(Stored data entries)
# # # # #

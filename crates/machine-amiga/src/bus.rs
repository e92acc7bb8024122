//! The chip container and its single-threaded drive loop.
//!
//! [`AmigaBus`] owns every chip and advances the machine in DMA-cycle
//! steps: events due at the current cycle are serviced in slot order, the
//! beam advances, and the rasterline/frame handlers run at the wraps. CPU
//! memory accesses land here too, synchronizing Agnus up to the CPU clock
//! and stalling on contended chip-bus slots.

use std::sync::Arc;

use log::warn;

use commodore_denise_ocs::{DeniseOcs, LineGeometry};
use commodore_paula_8364::uart::SerialDevice;
use commodore_paula_8364::{Paula8364, INT_AUD0, INT_DSKBLK, INT_DSKSYN, INT_EXTER, INT_PORTS, INT_RBF, INT_TBE, INT_VERTB};
use mos_cia_8520::Cia8520;

use crate::agnus::blitter::{BlitMode, BlitProgress, ChipAccess};
use crate::agnus::copper::CopState;
use crate::agnus::{
    das_event, next_das_slot, Agnus, BusOwner, DasEvent, RegChange, SprDmaState, DMA_BLTEN,
    DMA_BLTPRI, DMA_BPLEN, DMA_COPEN, DMA_DSKEN, DMA_SPREN, HPOS_CNT, HPOS_MAX,
};
use crate::amiga::{InspectionTarget, Shared};
use crate::control_port::ControlPort;
use crate::dma_debugger::DmaDebugger;
use crate::drive::FloppyDrive;
use crate::keyboard::Keyboard;
use crate::memory::Memory;
use crate::messages::{Message, MessageQueue};
use crate::rtc::Rtc;
use crate::scheduler::{EventId, Slot};
use crate::zorro::ZorroBoard;
use crate::{cia_cycles, dma_cycles, Cycle, PAL_CLOCK_FREQUENCY};

/// Host audio sample rate the worker resamples to.
pub const AUDIO_SAMPLE_RATE: i64 = 48_000;
const MASTER_CYCLES_PER_SAMPLE: Cycle = PAL_CLOCK_FREQUENCY / AUDIO_SAMPLE_RATE;
const AUDIO_BUFFER_LIMIT: usize = AUDIO_SAMPLE_RATE as usize * 2;

/// Where a custom-register write came from. CPU writes take effect one
/// pixel earlier in the colour pipeline than Copper writes.
#[derive(Debug, Clone, Copy, PartialEq, Eq)]
pub enum PokeSource {
    Cpu,
    Copper,
}

/// One CIA plus the clock divider bookkeeping that feeds it E-clocks.
pub struct CiaBridge {
    pub chip: Cia8520,
    /// Master cycle the chip has been executed up to.
    pub clock: Cycle,
}

impl CiaBridge {
    fn new(label: &'static str) -> Self {
        Self {
            chip: Cia8520::new(label),
            clock: 0,
        }
    }

    /// Catch the chip up with the master clock.
    pub fn execute_until(&mut self, target: Cycle) {
        let elapsed = crate::as_cia_cycles(target) - crate::as_cia_cycles(self.clock);
        if elapsed > 0 {
            self.chip.execute(elapsed as u32);
        }
        self.clock = target.max(self.clock);
    }
}

pub struct AmigaBus {
    pub mem: Memory,
    pub agnus: Agnus,
    pub denise: DeniseOcs,
    pub paula: Paula8364,
    pub cia_a: CiaBridge,
    pub cia_b: CiaBridge,
    pub rtc: Rtc,
    pub zorro: ZorroBoard,
    pub port1: ControlPort,
    pub port2: ControlPort,
    pub keyboard: Keyboard,
    pub df: [FloppyDrive; 4],
    pub dma_debugger: DmaDebugger,

    pub queue: MessageQueue,
    pub shared: Arc<Shared>,

    /// Mirror of the CPU clock, set before every instruction.
    pub cpu_clock: Cycle,
    /// Wait states accumulated by bus stalls during the current
    /// instruction, in master cycles.
    pub wait_states: Cycle,
    /// Interrupt level pending towards the CPU (updated by the IRQ slot).
    pub ipl: u8,

    /// Frames finished since power-on, for host pacing.
    pub frames_completed: i64,

    /// Warp mode mirror: audio ramps down while set.
    pub warp: bool,

    // Host-facing audio: stereo interleaved samples at 48 kHz,
    // drained concurrently by the host audio callback.
    pub audio_buffer: Arc<parking_lot::Mutex<Vec<f32>>>,
    audio_phase: Cycle,
    volume: f32,

    pub ins_target: InspectionTarget,
}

# # # # #

- [Description of the task]:
Could you please reproduce each record exactly, leaving nothing out?

- [Completed exercise]:
filename crates/machine-amiga/src/bus.rs
repository e92acc7bb8024122
//! The chip container and its single-threaded drive loop.
//!
//! [`AmigaBus`] owns every chip and advances the machine in DMA-cycle
//! steps: events due at the current cycle are serviced in slot order, the
//! beam advances, and the rasterline/frame handlers run at the wraps. CPU
//! memory accesses land here too, synchronizing Agnus up to the CPU clock
//! and stalling on contended chip-bus slots.

use std::sync::Arc;

use log::warn;

use commodore_denise_ocs::{DeniseOcs, LineGeometry};
use commodore_paula_8364::uart::SerialDevice;
use commodore_paula_8364::{Paula8364, INT_AUD0, INT_DSKBLK, INT_DSKSYN, INT_EXTER, INT_PORTS, INT_RBF, INT_TBE, INT_VERTB};
use mos_cia_8520::Cia8520;

use crate::agnus::blitter::{BlitMode, BlitProgress, ChipAccess};
use crate::agnus::copper::CopState;
use crate::agnus::{
    das_event, next_das_slot, Agnus, BusOwner, DasEvent, RegChange, SprDmaState, DMA_BLTEN,
    DMA_BLTPRI, DMA_BPLEN, DMA_COPEN, DMA_DSKEN, DMA_SPREN, HPOS_CNT, HPOS_MAX,
};
use crate::amiga::{InspectionTarget, Shared};
use crate::control_port::ControlPort;
use crate::dma_debugger::DmaDebugger;
use crate::drive::FloppyDrive;
use crate::keyboard::Keyboard;
use crate::memory::Memory;
use crate::messages::{Message, MessageQueue};
use crate::rtc::Rtc;
use crate::scheduler::{EventId, Slot};
use crate::zorro::ZorroBoard;
use crate::{cia_cycles, dma_cycles, Cycle, PAL_CLOCK_FREQUENCY};

/// Host audio sample rate the worker resamples to.
pub const AUDIO_SAMPLE_RATE: i64 = 48_000;
const MASTER_CYCLES_PER_SAMPLE: Cycle = PAL_CLOCK_FREQUENCY / AUDIO_SAMPLE_RATE;
const AUDIO_BUFFER_LIMIT: usize = AUDIO_SAMPLE_RATE as usize * 2;

/// Where a custom-register write came from. CPU writes take effect one
/// pixel earlier in the colour pipeline than Copper writes.
#[derive(Debug, Clone, Copy, PartialEq, Eq)]
pub enum PokeSource {
    Cpu,
    Copper,
}

/// One CIA plus the clock divider bookkeeping that feeds it E-clocks.
pub struct CiaBridge {
    pub chip: Cia8520,
    /// Master cycle the chip has been executed up to.
    pub clock: Cycle,
}

impl CiaBridge {
    fn new(label: &'static str) -> Self {
        Self {
            chip: Cia8520::new(label),
            clock: 0,
        }
    }

    /// Catch the chip up with the master clock.
    pub fn execute_until(&mut self, target: Cycle) {
        let elapsed = crate::as_cia_cycles(target) - crate::as_cia_cycles(self.clock);
        if elapsed > 0 {
            self.chip.execute(elapsed as u32);
        }
        self.clock = target.max(self.clock);
    }
}

pub struct AmigaBus {
    pub mem: Memory,
    pub agnus: Agnus,
    pub denise: DeniseOcs,
    pub paula: Paula8364,
    pub cia_a: CiaBridge,
    pub cia_b: CiaBridge,
    pub rtc: Rtc,
    pub zorro: ZorroBoard,
    pub port1: ControlPort,
    pub port2: ControlPort,
    pub keyboard: Keyboard,
    pub df: [FloppyDrive; 4],
    pub dma_debugger: DmaDebugger,

    pub queue: MessageQueue,
    pub shared: Arc<Shared>,

    /// Mirror of the CPU clock, set before every instruction.
    pub cpu_clock: Cycle,
    /// Wait states accumulated by bus stalls during the current
    /// instruction, in master cycles.
    pub wait_states: Cycle,
    /// Interrupt level pending towards the CPU (updated by the IRQ slot).
    pub ipl: u8,

    /// Frames finished since power-on, for host pacing.
    pub frames_completed: i64,

    /// Warp mode mirror: audio ramps down while set.
    pub warp: bool,

    // Host-facing audio: stereo interleaved samples at 48 kHz,
    // drained concurrently by the host audio callback.
    pub audio_buffer: Arc<parking_lot::Mutex<Vec<f32>>>,
    audio_phase: Cycle,
    volume: f32,

    pub ins_target: InspectionTarget,
}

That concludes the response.